* Required work
Go through the listing and pick out each line with the word "derive" in it.

* Source material
// ABOUTME: Core type definitions for sandbox execution
// ABOUTME: Defines the normalized execution record and the per-submission cell history

use chrono::{DateTime, Utc};
use serde::{Deserialize, Serialize};

use crate::error::SandboxError;

/// Rich display artifact emitted by a code fragment: an opaque mapping
/// from a media-type tag (e.g. `image/png`, `text/html`) to its payload.
pub type DisplayData = serde_json::Map<String, serde_json::Value>;

/// Normalized result of executing one code fragment.
///
/// Exactly this shape is serialized back to the model, regardless of
/// which output channel the fragment used: printed text, a trailing
/// expression value, rich display artifacts, or a raised error.
#[derive(Debug, Clone, Default, PartialEq, Serialize, Deserialize)]
pub struct ExecutionRecord {
    /// Accumulated stdout/stderr text, or the textual representation of
    /// the fragment's trailing expression value
    pub output: String,
    /// Rich display artifacts in emission order
    pub display_data: Vec<DisplayData>,
    /// Error descriptor formatted as `<ErrorKind>: <message>`, if the
    /// fragment failed
    pub error: Option<String>,
}

impl ExecutionRecord {
    /// Build a record for a failure that happened outside user code
    /// (spawn failure, protocol breakdown, timeout). Partial output from
    /// inside user code is captured by the driver, so there is none here.
    pub(crate) fn from_failure(error: &SandboxError) -> Self {
        Self {
            output: String::new(),
            display_data: Vec::new(),
            error: Some(format!("{}: {}", error.kind(), error)),
        }
    }

    /// True when the fragment completed without raising
    pub fn is_success(&self) -> bool {
        self.error.is_none()
    }
}

/// One executed code submission, retained for audit/debugging and for
/// state restoration when the interpreter process has to be respawned.
#[derive(Debug, Clone, Serialize, Deserialize)]
pub struct Cell {
    /// The submitted code fragment
    pub code: String,
    /// Normalized output of the fragment
    pub record: ExecutionRecord,
    /// When the fragment finished executing
    pub executed_at: DateTime<Utc>,
}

* Output for this task
#[derive(Debug, Clone, Default, PartialEq, Serialize, Deserialize)]
#[derive(Debug, Clone, Serialize, Deserialize)]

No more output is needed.